Start of Entries provided

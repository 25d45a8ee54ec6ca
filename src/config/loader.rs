//! Configuration loading utilities
//!
//! Provides helper functions for loading configuration from various sources
//! with proper error handling and validation.

use crate::{Result, config::Settings};
use std::path::Path;
use tracing::{debug, info, warn};

/// Configuration loader with multiple source support
#[derive(Debug)]
pub struct ConfigLoader {
    /// Default settings
    defaults: Settings,
}

impl ConfigLoader {
    /// Create new configuration loader
    pub fn new() -> Self {
        Self {
            defaults: Settings::default(),
        }
    }

    /// Load configuration with precedence order:
    /// 1. Command line arguments (applied by the caller, highest priority)
    /// 2. Environment variables
    /// 3. Configuration file
    /// 4. Default values (lowest priority)
    pub fn load(&self, config_file: Option<&Path>) -> Result<Settings> {
        self.load_with_lookup(config_file, |key| std::env::var(key).ok())
    }

    /// Same as [`load`](Self::load), with overrides read through `lookup`
    /// instead of the process environment
    pub fn load_with_lookup<F>(&self, config_file: Option<&Path>, lookup: F) -> Result<Settings>
    where
        F: Fn(&str) -> Option<String>,
    {
        let mut settings = self.defaults.clone();

        if let Some(path) = config_file {
            if path.exists() {
                info!("Loading configuration from file: {:?}", path);
                settings = Settings::from_file(path)?;
            } else {
                warn!("Configuration file not found: {:?}, using defaults", path);
            }
        }

        debug!("Applying environment variable overrides");
        settings = settings.merge_with_lookup(lookup)?;

        settings.validate()?;

        info!("Configuration loaded successfully");
        debug!("Final configuration: {:?}", settings);

        Ok(settings)
    }

    /// Get default configuration
    pub fn defaults(&self) -> &Settings {
        &self.defaults
    }
}

impl Default for ConfigLoader {
    fn default() -> Self {
        Self::new()
    }
}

End of Entries provided

→ The task: Whenever a line of the material above contains the string "Option", copy that line out.

→ Task answer:
    pub fn load(&self, config_file: Option<&Path>) -> Result<Settings> {
    pub fn load_with_lookup<F>(&self, config_file: Option<&Path>, lookup: F) -> Result<Settings>
        F: Fn(&str) -> Option<String>,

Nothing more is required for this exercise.